» WHAT THE TASK ASKS
Each line in the data holding "PostgreSQL" should be listed.

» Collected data
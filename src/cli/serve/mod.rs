//! Serve command - runs the API server

use std::net::SocketAddr;

use anyhow::Context;
use tokio::net::TcpListener;
use tokio::signal;
use tracing::{info, warn};

use crate::api::create_router_with_state;
use crate::config::AppConfig;
use crate::infrastructure::logging;

/// Run the API server until Ctrl+C or SIGTERM
pub async fn run() -> anyhow::Result<()> {
    dotenvy::dotenv().ok();

    let config = AppConfig::load().context("Failed to load configuration")?;
    logging::init_logging(&config.logging);

    let state = crate::create_app_state_with_config(&config).await?;
    let app = create_router_with_state(state);

    let addr = build_socket_addr(&config)?;
    info!("Starting API server on {}", addr);

    let listener = TcpListener::bind(addr).await?;

    axum::serve(listener, app)
        .with_graceful_shutdown(shutdown_signal())
        .await?;

    info!("API server shutdown complete");

    Ok(())
}

async fn shutdown_signal() {
    let ctrl_c = async {
        if let Err(e) = signal::ctrl_c().await {
            warn!("Failed to install Ctrl+C handler: {}", e);
            std::future::pending::<()>().await;
        }
    };

    #[cfg(unix)]
    let terminate = async {
        match signal::unix::signal(signal::unix::SignalKind::terminate()) {
            Ok(mut stream) => {
                stream.recv().await;
            }
            Err(e) => {
                warn!("Failed to install SIGTERM handler: {}", e);
                std::future::pending::<()>().await;
            }
        }
    };

    #[cfg(not(unix))]
    let terminate = std::future::pending::<()>();

    tokio::select! {
        _ = ctrl_c => {
            info!("Received Ctrl+C, initiating graceful shutdown");
        }
        _ = terminate => {
            info!("Received SIGTERM, initiating graceful shutdown");
        }
    }
}

fn build_socket_addr(config: &AppConfig) -> anyhow::Result<SocketAddr> {
    Ok(SocketAddr::from((
        config.server.host.parse::<std::net::IpAddr>()?,
        config.server.port,
    )))
}
//! Bearer-token authentication for protected routes

use axum::{
    extract::FromRequestParts,
    http::{header, request::Parts, HeaderMap},
};
use tracing::debug;

use crate::api::state::AppState;
use crate::api::types::ApiError;
use crate::domain::auth::{TokenError, TokenKind};
use crate::domain::user::User;

/// Extractor that requires a valid, unexpired access token for an existing user
///
/// Extracts the JWT token from:
/// - Authorization header: `Bearer <jwt_token>`
#[derive(Debug, Clone)]
pub struct RequireUser(pub User);

impl FromRequestParts<AppState> for RequireUser {
    type Rejection = ApiError;

    async fn from_request_parts(
        parts: &mut Parts,
        state: &AppState,
    ) -> Result<Self, Self::Rejection> {
        authenticate(&parts.headers, state, TokenKind::Access)
            .await
            .map(RequireUser)
    }
}

/// Extractor that requires a valid, unexpired refresh token for an existing user
#[derive(Debug, Clone)]
pub struct RequireRefreshUser(pub User);

impl FromRequestParts<AppState> for RequireRefreshUser {
    type Rejection = ApiError;

    async fn from_request_parts(
        parts: &mut Parts,
        state: &AppState,
    ) -> Result<Self, Self::Rejection> {
        authenticate(&parts.headers, state, TokenKind::Refresh)
            .await
            .map(RequireRefreshUser)
    }
}

async fn authenticate(
    headers: &HeaderMap,
    state: &AppState,
    expected: TokenKind,
) -> Result<User, ApiError> {
    let token = extract_jwt_token(headers)?;

    debug!(kind = %expected, "Validating JWT token");

    let claims = state.token_issuer.verify(&token).map_err(|e| match e {
        TokenError::Expired => ApiError::unauthorized("Token has expired"),
        TokenError::Invalid(_) => ApiError::unauthorized("Invalid token"),
    })?;

    if claims.typ != expected {
        return Err(ApiError::unauthorized(format!(
            "Wrong token type, expected {}",
            expected
        )));
    }

    let user_id = claims
        .user_id()
        .map_err(|_| ApiError::unauthorized("Invalid token subject"))?;

    state
        .auth_service
        .user_by_id(&user_id)
        .await
        .map_err(|e| {
            tracing::warn!(error = %e, "User lookup failed during token authentication");
            ApiError::internal("Failed to load user")
        })?
        .ok_or_else(|| ApiError::unauthorized("User not found"))
}

/// Extract JWT token from Authorization header
pub fn extract_jwt_token(headers: &HeaderMap) -> Result<String, ApiError> {
    if let Some(auth_header) = headers.get(header::AUTHORIZATION) {
        let auth_str = auth_header
            .to_str()
            .map_err(|_| ApiError::unauthorized("Invalid Authorization header encoding"))?;

        if let Some(token) = auth_str.strip_prefix("Bearer ") {
            let token = token.trim();
            if !token.is_empty() {
                return Ok(token.to_string());
            }
        }
    }

    Err(ApiError::unauthorized(
        "Authentication required. Provide JWT token via 'Authorization: Bearer <token>' header",
    ))
}
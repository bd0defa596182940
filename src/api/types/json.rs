//! JSON extractor whose rejections use the API error body

use axum::{
    extract::{rejection::JsonRejection as AxumJsonRejection, FromRequest, Request},
    response::{IntoResponse, Response},
    Json as AxumJson,
};
use serde::de::DeserializeOwned;

use super::error::ApiError;

/// Wrapper around `axum::Json` that reports malformed bodies as `{"error": ...}`
#[derive(Debug, Clone, Copy, Default)]
pub struct Json<T>(pub T);

impl<S, T> FromRequest<S> for Json<T>
where
    T: DeserializeOwned,
    S: Send + Sync,
{
    type Rejection = ApiError;

    async fn from_request(req: Request, state: &S) -> Result<Self, Self::Rejection> {
        match AxumJson::<T>::from_request(req, state).await {
            Ok(AxumJson(value)) => Ok(Json(value)),
            Err(rejection) => Err(ApiError::new(
                rejection.status(),
                format_rejection_message(&rejection),
            )),
        }
    }
}

/// Turn an axum rejection into a short client-facing message
fn format_rejection_message(rejection: &AxumJsonRejection) -> String {
    match rejection {
        AxumJsonRejection::JsonDataError(err) => format!("Invalid JSON data: {}", err.body_text()),
        AxumJsonRejection::JsonSyntaxError(err) => {
            format!("Invalid JSON syntax: {}", err.body_text())
        }
        AxumJsonRejection::MissingJsonContentType(_) => {
            "Missing Content-Type header. Expected 'application/json'.".to_string()
        }
        AxumJsonRejection::BytesRejection(err) => {
            format!("Failed to read request body: {}", err.body_text())
        }
        _ => "Invalid JSON request".to_string(),
    }
}

impl<T> IntoResponse for Json<T>
where
    T: serde::Serialize,
{
    fn into_response(self) -> Response {
        AxumJson(self.0).into_response()
    }
}
//! Gridroom authentication service
//!
//! User accounts with:
//! - Signup with unique email and username
//! - Login issuing an access/refresh token pair
//! - Bearer-token refresh of short-lived access tokens

pub mod api;
pub mod cli;
pub mod config;
pub mod domain;
pub mod infrastructure;

pub use crate::config::AppConfig;

use std::sync::Arc;

use anyhow::Context;
use tracing::info;

use api::state::AppState;
use crate::config::StorageBackend;
use domain::user::UserRepository;
use infrastructure::{
    auth::{AuthenticationService, JwtTokenIssuer},
    user::{Argon2Hasher, InMemoryUserRepository, PostgresUserRepository},
};

/// Create the application state with custom configuration
pub async fn create_app_state_with_config(config: &AppConfig) -> anyhow::Result<AppState> {
    if config.auth.jwt_secret.is_empty() {
        anyhow::bail!("auth.jwt_secret must be set (e.g. APP__AUTH__JWT_SECRET)");
    }

    let hasher = Arc::new(
        Argon2Hasher::new(&config.auth.password_hashing)
            .context("Invalid password hashing parameters")?,
    );
    let issuer = Arc::new(JwtTokenIssuer::new(&config.auth.jwt_config()));

    info!("Storage backend: {:?}", config.storage.backend);

    let state = match config.storage.backend {
        StorageBackend::Memory => {
            build_state(Arc::new(InMemoryUserRepository::new()), hasher, issuer)
        }
        StorageBackend::Postgres => {
            let database_url = config
                .storage
                .database_url
                .as_deref()
                .context("storage.database_url is required for the postgres backend")?;

            info!("Connecting to PostgreSQL...");
            let pool = sqlx::PgPool::connect(database_url)
                .await
                .context("Failed to connect to PostgreSQL")?;
            info!("PostgreSQL connection established");

            let repository = PostgresUserRepository::new(pool);
            repository
                .ensure_schema()
                .await
                .context("Failed to prepare users table")?;

            build_state(Arc::new(repository), hasher, issuer)
        }
    };

    Ok(state)
}

fn build_state<R>(
    repository: Arc<R>,
    hasher: Arc<Argon2Hasher>,
    issuer: Arc<JwtTokenIssuer>,
) -> AppState
where
    R: UserRepository + 'static,
{
    let service = AuthenticationService::new(repository, hasher, issuer.clone());
    AppState::new(Arc::new(service), issuer)
}
use thiserror::Error;

/// Core domain errors raised by repositories
#[derive(Debug, Error)]
pub enum DomainError {
    #[error("Conflict: {message}")]
    Conflict { message: String },

    #[error("Storage error: {message}")]
    Storage { message: String },
}

impl DomainError {
    pub fn conflict(message: impl Into<String>) -> Self {
        Self::Conflict {
            message: message.into(),
        }
    }

    pub fn storage(message: impl Into<String>) -> Self {
        Self::Storage {
            message: message.into(),
        }
    }

    /// Whether the error came from a uniqueness violation in the store
    pub fn is_conflict(&self) -> bool {
        matches!(self, Self::Conflict { .. })
    }
}
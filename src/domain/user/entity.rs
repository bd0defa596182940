//! User entity and related types

use std::str::FromStr;

use chrono::{DateTime, Utc};
use serde::Serialize;

use super::validation::UserValidationError;

/// Numeric user identifier assigned by the repository on save
#[derive(Debug, Clone, Copy, PartialEq, Eq, Hash, PartialOrd, Ord, Serialize)]
#[serde(transparent)]
pub struct UserId(i64);

impl UserId {
    /// Placeholder carried by users that have not been persisted yet
    pub const UNASSIGNED: UserId = UserId(0);

    pub fn new(id: i64) -> Self {
        Self(id)
    }

    pub fn value(&self) -> i64 {
        self.0
    }

    /// True for the zero value that no stored user can have
    pub fn is_unassigned(&self) -> bool {
        self.0 <= 0
    }
}

impl FromStr for UserId {
    type Err = UserValidationError;

    fn from_str(s: &str) -> Result<Self, Self::Err> {
        let id: i64 = s
            .parse()
            .map_err(|_| UserValidationError::InvalidId(s.to_string()))?;

        if id <= 0 {
            return Err(UserValidationError::InvalidId(s.to_string()));
        }

        Ok(Self(id))
    }
}

impl std::fmt::Display for UserId {
    fn fmt(&self, f: &mut std::fmt::Formatter<'_>) -> std::fmt::Result {
        write!(f, "{}", self.0)
    }
}

/// Registered user identity
#[derive(Debug, Clone, Serialize)]
pub struct User {
    id: UserId,
    /// Unique login email
    email: String,
    /// Unique display name, stored trimmed
    username: String,
    /// Encoded password hash - never exposed in serialization
    #[serde(skip_serializing)]
    password_hash: String,
    created_at: DateTime<Utc>,
}

impl User {
    /// Create a user that has not been persisted yet
    pub fn new(
        email: impl Into<String>,
        username: impl Into<String>,
        password_hash: impl Into<String>,
    ) -> Self {
        Self {
            id: UserId::UNASSIGNED,
            email: email.into(),
            username: username.into(),
            password_hash: password_hash.into(),
            created_at: Utc::now(),
        }
    }

    /// Rebuild a stored user from its persisted fields
    pub fn from_parts(
        id: UserId,
        email: impl Into<String>,
        username: impl Into<String>,
        password_hash: impl Into<String>,
        created_at: DateTime<Utc>,
    ) -> Self {
        Self {
            id,
            email: email.into(),
            username: username.into(),
            password_hash: password_hash.into(),
            created_at,
        }
    }

    /// Attach the identifier assigned by storage
    pub fn with_id(mut self, id: UserId) -> Self {
        self.id = id;
        self
    }

    pub fn id(&self) -> UserId {
        self.id
    }

    pub fn email(&self) -> &str {
        &self.email
    }

    pub fn username(&self) -> &str {
        &self.username
    }

    pub fn password_hash(&self) -> &str {
        &self.password_hash
    }

    pub fn created_at(&self) -> DateTime<Utc> {
        self.created_at
    }

    /// A lookup may hand back an empty record instead of a miss
    pub fn is_sentinel(&self) -> bool {
        self.id.is_unassigned()
    }
}

#[cfg(test)]
mod tests {
    use super::*;

    #[test]
    fn test_new_user_is_unassigned() {
        let user = User::new("a@x.com", "alice", "hash");

        assert_eq!(user.id(), UserId::UNASSIGNED);
        assert!(user.is_sentinel());
        assert_eq!(user.email(), "a@x.com");
        assert_eq!(user.username(), "alice");
        assert_eq!(user.password_hash(), "hash");
    }

    #[test]
    fn test_with_id() {
        let user = User::new("a@x.com", "alice", "hash").with_id(UserId::new(42));

        assert_eq!(user.id().value(), 42);
        assert!(!user.is_sentinel());
    }

    #[test]
    fn test_user_id_from_str() {
        assert_eq!("17".parse::<UserId>().unwrap(), UserId::new(17));
        assert!("0".parse::<UserId>().is_err());
        assert!("-3".parse::<UserId>().is_err());
        assert!("abc".parse::<UserId>().is_err());
        assert!("".parse::<UserId>().is_err());
    }

    #[test]
    fn test_user_id_display() {
        assert_eq!(UserId::new(5).to_string(), "5");
    }

    #[test]
    fn test_user_serialization_excludes_password() {
        let user = User::new("a@x.com", "alice", "$argon2id$secret-hash").with_id(UserId::new(1));

        let json = serde_json::to_string(&user).unwrap();
        assert!(!json.contains("secret-hash"));
        assert!(!json.contains("password_hash"));
        assert!(json.contains("\"id\":1"));
    }
}
//! User repository port

use async_trait::async_trait;

use super::entity::{User, UserId};
use crate::domain::DomainError;

#[cfg(test)]
use mockall::automock;

/// Storage boundary for user records
///
/// Lookups return `Ok(None)` for a miss and reserve `Err` for storage failures.
/// Uniqueness of email and username must be enforced atomically by `save`;
/// callers only pre-check with the `exists_*` methods.
#[cfg_attr(test, automock)]
#[async_trait]
pub trait UserRepository: Send + Sync {
    /// Get a user by email (for login)
    async fn get_by_email(&self, email: &str) -> Result<Option<User>, DomainError>;

    /// Get a user by ID
    async fn get_by_id(&self, id: &UserId) -> Result<Option<User>, DomainError>;

    /// Check if an email is already registered
    async fn exists_email(&self, email: &str) -> Result<bool, DomainError>;

    /// Check if a username is already taken
    async fn exists_username(&self, username: &str) -> Result<bool, DomainError>;

    /// Persist a new user and return it with its assigned ID
    async fn save(&self, user: User) -> Result<User, DomainError>;
}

» WRITTEN RESPONSE
            info!("Connecting to PostgreSQL...");
                .context("Failed to connect to PostgreSQL")?;
            info!("PostgreSQL connection established");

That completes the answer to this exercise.